Brief: The records appear below. Repeat them exactly.

[Collected data entries]
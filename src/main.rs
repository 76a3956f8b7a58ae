use std::path::PathBuf;
use std::sync::Arc;

use clap::{Parser, Subcommand};
use tracing_subscriber::{layer::SubscriberExt, util::SubscriberInitExt};

use spy_cat_agency::{api, config::Config, db};

#[derive(Parser)]
#[command(name = "spy-cat-agency")]
#[command(about = "Record keeping for spy cats, their missions and targets")]
struct Cli {
    #[command(subcommand)]
    command: Option<Commands>,
}

#[derive(Subcommand)]
enum Commands {
    /// Start the HTTP API server
    Serve {
        /// Address to bind
        #[arg(long, default_value = "127.0.0.1")]
        host: String,

        /// Port for HTTP API
        #[arg(short, long, default_value = "8000")]
        port: u16,

        /// SQLite database file (overrides SPY_CAT_DATABASE_PATH)
        #[arg(long)]
        database: Option<PathBuf>,
    },
    /// Apply pending database migrations and exit
    Migrate {
        /// SQLite database file (overrides SPY_CAT_DATABASE_PATH)
        #[arg(long)]
        database: Option<PathBuf>,
    },
}

fn init_tracing() {
    let filter = tracing_subscriber::EnvFilter::new(
        std::env::var("RUST_LOG")
            .unwrap_or_else(|_| "spy_cat_agency=debug,tower_http=debug".into()),
    );

    tracing_subscriber::registry()
        .with(filter)
        .with(tracing_subscriber::fmt::layer())
        .init();
}

fn open_database(path: Option<PathBuf>) -> anyhow::Result<db::Database> {
    let db = match path {
        Some(path) => db::Database::open(path)?,
        None => db::Database::open_default()?,
    };
    db.migrate()?;
    Ok(db)
}

async fn serve(config: Config, host: String, port: u16) -> anyhow::Result<()> {
    let db = open_database(config.database_path.clone())?;
    let breeds = Arc::new(config.breed_classifier()?);

    let app = api::create_router_with_config(db, breeds, &config);

    let addr = format!("{}:{}", host, port);
    let listener = tokio::net::TcpListener::bind(&addr).await?;
    tracing::info!("Spy cat agency listening on http://{}", addr);

    axum::serve(listener, app).await?;
    Ok(())
}

#[tokio::main]
async fn main() -> anyhow::Result<()> {
    let cli = Cli::parse();
    init_tracing();

    let mut config = Config::from_env();

    match cli.command {
        Some(Commands::Serve {
            host,
            port,
            database,
        }) => {
            if database.is_some() {
                config.database_path = database;
            }
            serve(config, host, port).await?;
        }
        Some(Commands::Migrate { database }) => {
            open_database(database.or(config.database_path))?;
            tracing::info!("Database is up to date");
        }
        None => {
            serve(config, "127.0.0.1".to_string(), 8000).await?;
        }
    }

    Ok(())
}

Answer below:
filename src/main.rs
repository 76a3956f8b7a58ae
use std::path::PathBuf;
use std::sync::Arc;

use clap::{Parser, Subcommand};
use tracing_subscriber::{layer::SubscriberExt, util::SubscriberInitExt};

use spy_cat_agency::{api, config::Config, db};

#[derive(Parser)]
#[command(name = "spy-cat-agency")]
#[command(about = "Record keeping for spy cats, their missions and targets")]
struct Cli {
    #[command(subcommand)]
    command: Option<Commands>,
}

#[derive(Subcommand)]
enum Commands {
    /// Start the HTTP API server
    Serve {
        /// Address to bind
        #[arg(long, default_value = "127.0.0.1")]
        host: String,

        /// Port for HTTP API
        #[arg(short, long, default_value = "8000")]
        port: u16,

        /// SQLite database file (overrides SPY_CAT_DATABASE_PATH)
        #[arg(long)]
        database: Option<PathBuf>,
    },
    /// Apply pending database migrations and exit
    Migrate {
        /// SQLite database file (overrides SPY_CAT_DATABASE_PATH)
        #[arg(long)]
        database: Option<PathBuf>,
    },
}

fn init_tracing() {
    let filter = tracing_subscriber::EnvFilter::new(
        std::env::var("RUST_LOG")
            .unwrap_or_else(|_| "spy_cat_agency=debug,tower_http=debug".into()),
    );

    tracing_subscriber::registry()
        .with(filter)
        .with(tracing_subscriber::fmt::layer())
        .init();
}

fn open_database(path: Option<PathBuf>) -> anyhow::Result<db::Database> {
    let db = match path {
        Some(path) => db::Database::open(path)?,
        None => db::Database::open_default()?,
    };
    db.migrate()?;
    Ok(db)
}

async fn serve(config: Config, host: String, port: u16) -> anyhow::Result<()> {
    let db = open_database(config.database_path.clone())?;
    let breeds = Arc::new(config.breed_classifier()?);

    let app = api::create_router_with_config(db, breeds, &config);

    let addr = format!("{}:{}", host, port);
    let listener = tokio::net::TcpListener::bind(&addr).await?;
    tracing::info!("Spy cat agency listening on http://{}", addr);

    axum::serve(listener, app).await?;
    Ok(())
}

#[tokio::main]
async fn main() -> anyhow::Result<()> {
    let cli = Cli::parse();
    init_tracing();

    let mut config = Config::from_env();

    match cli.command {
        Some(Commands::Serve {
            host,
            port,
            database,
        }) => {
            if database.is_some() {
                config.database_path = database;
            }
            serve(config, host, port).await?;
        }
        Some(Commands::Migrate { database }) => {
            open_database(database.or(config.database_path))?;
            tracing::info!("Database is up to date");
        }
        None => {
            serve(config, "127.0.0.1".to_string(), 8000).await?;
        }
    }

    Ok(())
}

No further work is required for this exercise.